THE ABOMINABLE SNOWMAN
1957/Director: Val Guest/Writer: Nigel Kneale
Cast: Forrest Tucker, Peter Cushing, Maureen Connell, Richard Wattis, Robert Brown, Michael Brill, Wolfe Morris, Arnold Marl
The Abominable Snowman was one of Hammer’s ealry films that came out right before Curse of Frankenstein and Dracula. It was written by Nigel Kneale and directed by Val Guest, the pair who earlier had created the two Quartermass films. It stars a young and intense Peter Cushing before he became legendary as the morally ambivalent Victor Frankenstein and the morally unshakable Abraham Van Helsing. I had earlier reviewed X-The Unknown and like that film I will say the same thing about The Abominable Snowman and that is that it is too bad Hammer did not do more films like this after they took off in the early sixties. This is a fine film, well written, directed and acted and I wonder what else this great studio could have produced along these lines had they set their minds to it. Of course Hammer did not other films during the sixties than just their classic retakes of old Universal horror films like Frankenstein, Dracula, The Wolfman and The Mummy. Other than The Hound of the Baskervilles, with Cushing playing Sherlock Holmes, I have not had a chance to get too many of those suspense and crime style films from Hammer but hopefully I will be shortly. But this film, released the same year as but prior to Curse of Frankenstein, was from their very early days when they were just beginning to emerge as a so to be major horror studio and there is a certain quality the film has that their later non-Universal style films, the few I have seen, did not usually have though The Hound of the Baskervilles is a very good film.

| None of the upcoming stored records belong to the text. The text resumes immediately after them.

//! Bounded-hop traversal around a focal work.
//!
//! The engine is a two-state machine. Hop 1 fetches the work's neighborhood
//! in both directions. If no object in it carries an argumentation type the
//! traversal stops in [`TraversalState::Skeleton`] and keeps only the work's
//! title triple. Otherwise it moves to [`TraversalState::Expanded`] and fetches
//! the neighborhood of the argument roots (hop 2), then of the approaches
//! reached from them (hop 3).
//!
//! Argument roots and approaches are discovered from the classified results
//! of the previous hop, never derived from the focal IRI. A failed hop counts
//! as an empty result for that hop only.

use std::collections::HashSet;
use std::fmt;

use serde::{Deserialize, Serialize};

use crate::classify::{ClassifiedTriple, Hop, TripleClassifier, TripleSet};
use crate::namespace::label_rank;
use crate::ontology::OntologyClass;
use crate::query::{QueryService, sparql};

/// Terminal state of a traversal.
#[derive(Debug, Clone, Copy, PartialEq, Eq, Serialize, Deserialize)]
#[serde(rename_all = "snake_case")]
pub enum TraversalState {
    /// No argument sub-structure detected; single-node rendering.
    Skeleton,
    /// Argument sub-structure present; full layered rendering.
    Expanded,
}

impl fmt::Display for TraversalState {
    fn fmt(&self, f: &mut fmt::Formatter<'_>) -> fmt::Result {
        match self {
            TraversalState::Skeleton => write!(f, "skeleton"),
            TraversalState::Expanded => write!(f, "expanded"),
        }
    }
}

/// Configuration for a traversal.
#[derive(Debug, Clone)]
pub struct TraversalConfig {
    /// Maximum number of hops issued (1..=3).
    pub max_hops: usize,
}

impl Default for TraversalConfig {
    fn default() -> Self {
        Self { max_hops: 3 }
    }
}

/// What happened in one issued hop.
#[derive(Debug, Clone, PartialEq, Serialize, Deserialize)]
pub struct HopReport {
    pub hop: Hop,
    /// Nodes whose neighborhood was requested.
    pub centers: Vec<String>,
    /// Records returned (0 on failure).
    pub rows: usize,
    /// Triples that were new to the merged set.
    pub new_triples: usize,
    /// Query failure, if the hop degraded to an empty result.
    pub error: Option<String>,
}

/// Result of a traversal: the merged triple set plus how it was obtained.
#[derive(Debug, Clone)]
pub struct TraversalResult {
    pub focal: String,
    pub state: TraversalState,
    pub triples: TripleSet,
    /// Resolved title or label of the focal work.
    pub title: Option<String>,
    /// Argument roots discovered in hop 1.
    pub argument_roots: Vec<String>,
    pub hops: Vec<HopReport>,
}

impl TraversalResult {
    /// Number of hops actually issued against the store.
    pub fn hops_issued(&self) -> usize {
        self.hops.len()
    }

    /// Whether any issued hop degraded because of a query failure.
    pub fn is_partial(&self) -> bool {
        self.hops.iter().any(|h| h.error.is_some())
    }
}

/// Orchestrates hop queries, classification and merging.
pub struct TraversalEngine<'a, Q: QueryService + ?Sized> {
    service: &'a Q,
    classifier: TripleClassifier<'a>,
    config: TraversalConfig,
}

impl<'a, Q: QueryService + ?Sized> TraversalEngine<'a, Q> {
    pub fn new(service: &'a Q, classifier: TripleClassifier<'a>, config: TraversalConfig) -> Self {
        Self {
            service,
            classifier,
            config,
        }
    }

    /// Traverse around `focal` and return the merged, classified neighborhood.
    pub fn traverse(&self, focal: &str) -> TraversalResult {
        let mut queried: HashSet<String> = HashSet::new();
        let mut hops = Vec::new();

        let first = self.run_hop(Hop::Focal, vec![focal.to_string()], &mut queried, &mut hops);

        // Any object typed in the argument family marks a root, duplicates included.
        let mut argument_roots: Vec<String> = Vec::new();
        for t in &first {
            let is_root = t.object_is_resource
                && t.triple.object != focal
                && t.object_type
                    .as_deref()
                    .is_some_and(|ty| self.classifier.is_argument_type(ty));
            if is_root && !argument_roots.contains(&t.triple.object) {
                argument_roots.push(t.triple.object.clone());
            }
        }

        let title = resolve_title(focal, &first);

        if argument_roots.is_empty() {
            tracing::info!(focal, "no argument structure found, finalizing as skeleton");
            let mut triples = TripleSet::new();
            if let Some(t) = title_triple(focal, &first) {
                triples.insert(t.clone());
            }
            return TraversalResult {
                focal: focal.to_string(),
                state: TraversalState::Skeleton,
                triples,
                title,
                argument_roots,
                hops,
            };
        }

        tracing::info!(focal, roots = argument_roots.len(), "argument structure found, expanding");
        let mut triples = TripleSet::new();
        triples.merge(first);
        if let Some(report) = hops.last_mut() {
            report.new_triples = triples.len();
        }

        if self.config.max_hops >= 2 {
            let second = self.run_hop(Hop::ArgumentCore, argument_roots.clone(), &mut queried, &mut hops);
            let added = triples.merge(second);
            if let Some(report) = hops.last_mut().filter(|r| r.hop == Hop::ArgumentCore) {
                report.new_triples = added;
            }

            if self.config.max_hops >= 3 {
                let approaches = discover_approaches(&triples, &argument_roots);
                let third = self.run_hop(Hop::Approach, approaches, &mut queried, &mut hops);
                let added = triples.merge(third);
                if let Some(report) = hops.last_mut().filter(|r| r.hop == Hop::Approach) {
                    report.new_triples = added;
                }
            }
        }

        tracing::debug!(focal, triples = triples.len(), hops = hops.len(), "traversal complete");
        TraversalResult {
            focal: focal.to_string(),
            state: TraversalState::Expanded,
            triples,
            title,
            argument_roots,
            hops,
        }
    }

    /// Issue one hop for the centers not queried yet. Returns its classified
    /// triples; failures are logged and yield nothing.
    fn run_hop(
        &self,
        hop: Hop,
        centers: Vec<String>,
        queried: &mut HashSet<String>,
        reports: &mut Vec<HopReport>,
    ) -> Vec<ClassifiedTriple> {
        let centers: Vec<String> = centers
            .into_iter()
            .filter(|c| !queried.contains(c))
            .collect();
        if centers.is_empty() {
            tracing::debug!(%hop, "hop already satisfied, not issued");
            return Vec::new();
        }
        queried.extend(centers.iter().cloned());

        let outcome = sparql::neighborhood(&centers).and_then(|q| self.service.execute(&q));
        let (records, error) = match outcome {
            Ok(records) => (records, None),
            Err(e) => {
                tracing::warn!(error = %e, %hop, centers = centers.len(), "hop failed, continuing with empty result");
                (Vec::new(), Some(e.to_string()))
            }
        };

        tracing::debug!(%hop, rows = records.len(), "hop answered");
        let triples: Vec<ClassifiedTriple> = records
            .iter()
            .filter_map(|r| self.classifier.classify_record(r, hop))
            .collect();

        reports.push(HopReport {
            hop,
            centers,
            rows: records.len(),
            new_triples: 0,
            error,
        });
        triples
    }
}

/// Approach nodes reachable from the argument roots: objects typed as an
/// approach, or reached from a root through the `realizes` relation.
fn discover_approaches(merged: &TripleSet, roots: &[String]) -> Vec<String> {
    let mut found = Vec::new();
    for t in merged.triples() {
        if !t.object_is_resource {
            continue;
        }
        let object = &t.triple.object;
        let typed_approach = merged
            .types_of(object)
            .iter()
            .any(|ty| OntologyClass::from_type_iri(ty) == Some(OntologyClass::Approach));
        let realized = roots.contains(&t.triple.subject)
            && OntologyClass::from_predicate(&t.triple.predicate) == Some(OntologyClass::Approach);
        if (typed_approach || realized) && !found.contains(object) {
            found.push(object.clone());
        }
    }
    found
}

/// The focal work's highest-priority literal label triple.
fn title_triple<'t>(focal: &str, triples: &'t [ClassifiedTriple]) -> Option<&'t ClassifiedTriple> {
    triples
        .iter()
        .filter(|t| t.triple.subject == focal && !t.object_is_resource)
        .filter_map(|t| label_rank(&t.triple.predicate).map(|rank| (rank, t)))
        .min_by_key(|(rank, _)| *rank)
        .map(|(_, t)| t)
}

/// Title of the focal work: its own label triple, else the label side channel
/// of a row where the work is the object.
fn resolve_title(focal: &str, triples: &[ClassifiedTriple]) -> Option<String> {
    if let Some(t) = title_triple(focal, triples) {
        return Some(t.triple.object.clone());
    }
    triples
        .iter()
        .find(|t| t.triple.object == focal && t.label.is_some())
        .and_then(|t| t.label.clone())
}

#[cfg(test)]
mod tests {
    use std::cell::RefCell;
    use std::collections::VecDeque;

    use super::*;
    use crate::error::{QueryError, QueryResult};
    use crate::query::{BindingRecord, BindingValue};

    const W1: &str = "http://ex.org/W1";
    const A1: &str = "http://ex.org/A1";
    const AP1: &str = "http://ex.org/AP1";
    const DC_TITLE: &str = "http://purl.org/dc/elements/1.1/title";
    const HAS_ARGUMENT: &str = "http://purl.org/spar/amo/hasArgument";
    const REALIZES: &str = "http://www.semanticweb.org/idea/realizes";
    const AMO_ARGUMENT: &str = "http://purl.org/spar/amo/Argument";

    /// Replays canned responses in order and records every query issued.
    struct Scripted {
        responses: RefCell<VecDeque<QueryResult<Vec<BindingRecord>>>>,
        issued: RefCell<Vec<String>>,
    }

    impl Scripted {
        fn new(responses: Vec<QueryResult<Vec<BindingRecord>>>) -> Self {
            Self {
                responses: RefCell::new(responses.into()),
                issued: RefCell::new(Vec::new()),
            }
        }
    }

    impl QueryService for Scripted {
        fn execute(&self, query: &str) -> QueryResult<Vec<BindingRecord>> {
            self.issued.borrow_mut().push(query.to_string());
            self.responses.borrow_mut().pop_front().unwrap_or(Ok(Vec::new()))
        }
    }

    fn row(s: &str, p: &str, o: BindingValue, o_type: Option<&str>) -> BindingRecord {
        let mut r = BindingRecord::new()
            .with("s", BindingValue::resource(s))
            .with("p", BindingValue::resource(p))
            .with("o", o);
        if let Some(t) = o_type {
            r.insert("oType", BindingValue::resource(t));
        }
        r
    }

    fn engine(service: &Scripted) -> TraversalEngine<'_, Scripted> {
        TraversalEngine::new(service, TripleClassifier::default(), TraversalConfig::default())
    }

    #[test]
    fn untyped_neighborhood_stays_skeleton_after_one_hop() {
        let service = Scripted::new(vec![Ok(vec![
            row(W1, DC_TITLE, BindingValue::literal("Paper A"), None),
            row(W1, "http://ex.org/p", BindingValue::resource("http://ex.org/x"), None),
        ])]);
        let result = engine(&service).traverse(W1);

        assert_eq!(result.state, TraversalState::Skeleton);
        assert_eq!(result.hops_issued(), 1);
        assert_eq!(service.issued.borrow().len(), 1);
        assert_eq!(result.title.as_deref(), Some("Paper A"));
        assert_eq!(result.triples.len(), 1);
        assert_eq!(result.triples.triples()[0].triple.object, "Paper A");
    }

    #[test]
    fn argument_typed_object_expands() {
        let service = Scripted::new(vec![
            Ok(vec![row(W1, HAS_ARGUMENT, BindingValue::resource(A1), Some(AMO_ARGUMENT))]),
            Ok(vec![row(A1, REALIZES, BindingValue::resource(AP1), None)]),
            Ok(vec![row(
                AP1,
                "http://www.semanticweb.org/idea/uses",
                BindingValue::resource("http://ex.org/Tool"),
                None,
            )]),
        ]);
        let result = engine(&service).traverse(W1);

        assert_eq!(result.state, TraversalState::Expanded);
        assert_eq!(result.argument_roots, vec![A1.to_string()]);
        assert_eq!(result.hops_issued(), 3);
        assert_eq!(result.hops[1].centers, vec![A1.to_string()]);
        assert_eq!(result.hops[2].centers, vec![AP1.to_string()]);
        assert_eq!(result.triples.len(), 3);
        assert!(service.issued.borrow()[1].contains("<http://ex.org/A1>"));
    }

    #[test]
    fn failed_hop_degrades_without_losing_earlier_hops() {
        let service = Scripted::new(vec![
            Ok(vec![row(W1, HAS_ARGUMENT, BindingValue::resource(A1), Some(AMO_ARGUMENT))]),
            Err(QueryError::Transport {
                endpoint: "http://localhost:3030".into(),
                message: "connection reset".into(),
            }),
        ]);
        let result = engine(&service).traverse(W1);

        assert_eq!(result.state, TraversalState::Expanded);
        assert!(result.is_partial());
        assert!(result.hops[1].error.is_some());
        assert_eq!(result.triples.len(), 1);
    }

    #[test]
    fn failed_first_hop_is_empty_skeleton() {
        let service = Scripted::new(vec![Err(QueryError::Malformed {
            message: "not json".into(),
        })]);
        let result = engine(&service).traverse(W1);
        assert_eq!(result.state, TraversalState::Skeleton);
        assert!(result.triples.is_empty());
        assert_eq!(result.title, None);
    }

    #[test]
    fn max_hops_bounds_expansion() {
        let service = Scripted::new(vec![
            Ok(vec![row(W1, HAS_ARGUMENT, BindingValue::resource(A1), Some(AMO_ARGUMENT))]),
            Ok(vec![row(A1, REALIZES, BindingValue::resource(AP1), None)]),
        ]);
        let engine = TraversalEngine::new(
            &service,
            TripleClassifier::default(),
            TraversalConfig { max_hops: 2 },
        );
        let result = engine.traverse(W1);
        assert_eq!(result.hops_issued(), 2);
        assert_eq!(service.issued.borrow().len(), 2);
    }

    #[test]
    fn already_queried_centers_are_not_reissued() {
        // The argument root also types itself as an approach: hop 3 has nothing new.
        let service = Scripted::new(vec![
            Ok(vec![row(
                W1,
                HAS_ARGUMENT,
                BindingValue::resource(A1),
                Some("http://www.semanticweb.org/idea/Approach"),
            )]),
            Ok(Vec::new()),
        ]);
        let result = engine(&service).traverse(W1);
        assert_eq!(result.state, TraversalState::Expanded);
        assert_eq!(result.hops_issued(), 2);
        assert_eq!(service.issued.borrow().len(), 2);
    }

    #[test]
    fn title_falls_back_to_incoming_label() {
        let mut incoming = row("http://ex.org/W0", "http://purl.org/spar/cito/cites", BindingValue::resource(W1), None);
        incoming.insert("label", BindingValue::literal("Paper A"));
        let service = Scripted::new(vec![Ok(vec![incoming])]);
        let result = engine(&service).traverse(W1);
        assert_eq!(result.title.as_deref(), Some("Paper A"));
        assert!(result.triples.is_empty());
    }
}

The team of Kneal and Guest were noted for scripts that were a little higher in content than average and with The Abominable Snowman, from a TV screenplay by Kneale called The Creature, the tension and suspense is generated by what cannot be seen. The Yeti itself is never actually shown until the final moments of the film and even then only briefly. The only other times we see the creature is when its hand is shown coming up under the flaps of a tent and when one has been killed. The actual conflict is between the human characters and their differing motives. Dr. John Rollason (Cushing) is a noble minded botanist who is staying at a secluded monastery in the Himalayas (actually the French Pyrenees) and is studying some rare local flora. He is there with his wife Helen (Maureen Connell) and two other close friends who all feel the strain of the isolation and culture differences. Rollason has adjusted better than the rest and has earned some respect from the monastery’s Lama (Arnold Marle). Soon a small expedition led by the gruff and direct American Tom Friend (Forrest tucker) who soon let it be known that they have reliable reports on the presence of Yetis. This arouses Rollason’s curiosity and passion as he has long wanted to see the mythic creature. The reality of her husband joining the expedition and venturing off into the mountains causes Helen near panic worry. Also concerned is the Lama who worries over the motives of the team which, along with Friend, includes a Scottish Photographer, McNee, and an animal tracker (and trapper) Ed Shelly. McNee claims he has seen the creature first hand and now is obsessed with seeing it one more time and photographing it. Friend’s and Shelly’s intentions we will discover go beyond snapping pictures of the creature. Also with the party is a local Sherpa guide who acts suspicious from the beginning.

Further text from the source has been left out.